■ **Directions for this task**
Gather each line of the entries below that includes "loading".

Top of Extracted entries

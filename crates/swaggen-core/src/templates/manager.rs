//! Template loading, rendering and post-generation hooks

use std::error::Error as _;
use std::io;
use std::path::{Path, PathBuf};
use std::sync::Arc;

use serde_json::Value as JsonValue;
use tera::{Context, Tera};

use super::{TemplateDir, BUILTIN_TEMPLATES};
use crate::builders::Fragment;
use crate::error::{Error, Result};

/// Manages loading and rendering of code generation templates
#[derive(Debug, Clone)]
pub struct TemplateManager {
    /// Cached Tera template engine instance
    tera: Arc<Tera>,
    /// Override directory, if one was configured or discovered
    template_dir: Option<TemplateDir>,
}

impl TemplateManager {
    /// Create a TemplateManager holding the built-in templates, with any
    /// `.tera` file from the override directory replacing the one of the
    /// same name.
    pub async fn new(template_dir: Option<PathBuf>) -> Result<Self> {
        let template_dir = TemplateDir::discover(template_dir.as_deref())?;

        let mut tera = Tera::default();
        tera.add_raw_templates(BUILTIN_TEMPLATES.iter().copied())
            .map_err(|e| Error::template(format!("Failed to parse built-in templates: {}", describe(&e))))?;

        if let Some(dir) = &template_dir {
            let mut overrides = Vec::new();
            for path in Self::discover_template_files(dir.template_path()).await? {
                let Some(name) = path.file_name().and_then(|n| n.to_str()) else {
                    continue;
                };
                log::info!("Using template override: {}", path.display());
                overrides.push((name.to_string(), tokio::fs::read_to_string(&path).await?));
            }
            tera.add_raw_templates(overrides).map_err(|e| {
                Error::template(format!(
                    "Failed to parse templates in {}: {}",
                    dir.display(),
                    describe(&e)
                ))
            })?;
        }

        Ok(Self {
            tera: Arc::new(tera),
            template_dir,
        })
    }

    pub fn template_dir(&self) -> Option<&TemplateDir> {
        self.template_dir.as_ref()
    }

    pub fn has_template(&self, name: &str) -> bool {
        self.tera.get_template(name).is_ok()
    }

    /// `.tera` files directly inside `dir`, sorted by name
    pub async fn discover_template_files(dir: &Path) -> Result<Vec<PathBuf>> {
        let mut templates = Vec::new();
        let mut entries = tokio::fs::read_dir(dir).await?;
        while let Some(entry) = entries.next_entry().await? {
            let path = entry.path();
            if path.is_file() && path.extension().and_then(|s| s.to_str()) == Some("tera") {
                templates.push(path);
            }
        }
        templates.sort();
        Ok(templates)
    }

    /// Render one template with a JSON object context
    pub fn render(&self, template_name: &str, context: &JsonValue) -> Result<String> {
        if !context.is_object() {
            return Err(Error::template(format!(
                "Context for template '{}' must be a JSON object",
                template_name
            )));
        }
        let tera_context = Context::from_value(context.clone())?;

        self.tera.render(template_name, &tera_context).map_err(|e| {
            log::error!("Template rendering failed for '{}': {}", template_name, e);
            Error::template(format!(
                "Failed to render template '{}': {}",
                template_name,
                describe(&e)
            ))
        })
    }

    /// Render the template a fragment names with the fragment's context
    pub fn render_fragment(&self, fragment: &Fragment) -> Result<String> {
        self.render(fragment.template, &fragment.context)
    }

    /// Write rendered content, creating parent directories
    pub async fn write_output(output_path: &Path, content: &str) -> Result<()> {
        let parent = output_path.parent().ok_or_else(|| {
            io::Error::new(
                io::ErrorKind::InvalidInput,
                format!("Invalid output path: {}", output_path.display()),
            )
        })?;
        tokio::fs::create_dir_all(parent).await?;

        log::debug!("Writing {} ({} bytes)", output_path.display(), content.len());
        tokio::fs::write(output_path, content).await?;
        Ok(())
    }

    /// Run shell commands in `output_path`, stopping at the first failure
    pub async fn execute_post_generation_hooks(commands: &[String], output_path: &Path) -> Result<()> {
        use tokio::process::Command as AsyncCommand;

        for command in commands {
            log::info!("Running post-generation hook: {}", command);
            let output = AsyncCommand::new("sh")
                .arg("-c")
                .arg(command)
                .current_dir(output_path)
                .output()
                .await
                .map_err(|e| {
                    io::Error::new(
                        e.kind(),
                        format!("Failed to execute post-generation hook '{}': {}", command, e),
                    )
                })?;

            if !output.status.success() {
                return Err(Error::template(format!(
                    "Post-generation hook '{}' failed with status {}\n{}{}",
                    command,
                    output.status,
                    String::from_utf8_lossy(&output.stderr),
                    String::from_utf8_lossy(&output.stdout)
                )));
            }
        }
        Ok(())
    }
}

/// Tera nests the useful part of an error in its sources
fn describe(error: &tera::Error) -> String {
    let mut message = error.to_string();
    let mut source = error.source();
    while let Some(cause) = source {
        message.push_str(": ");
        message.push_str(&cause.to_string());
        source = cause.source();
    }
    message
}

Bottom of Extracted entries

■ **Solution for this task**
//! Template loading, rendering and post-generation hooks
/// Manages loading and rendering of code generation templates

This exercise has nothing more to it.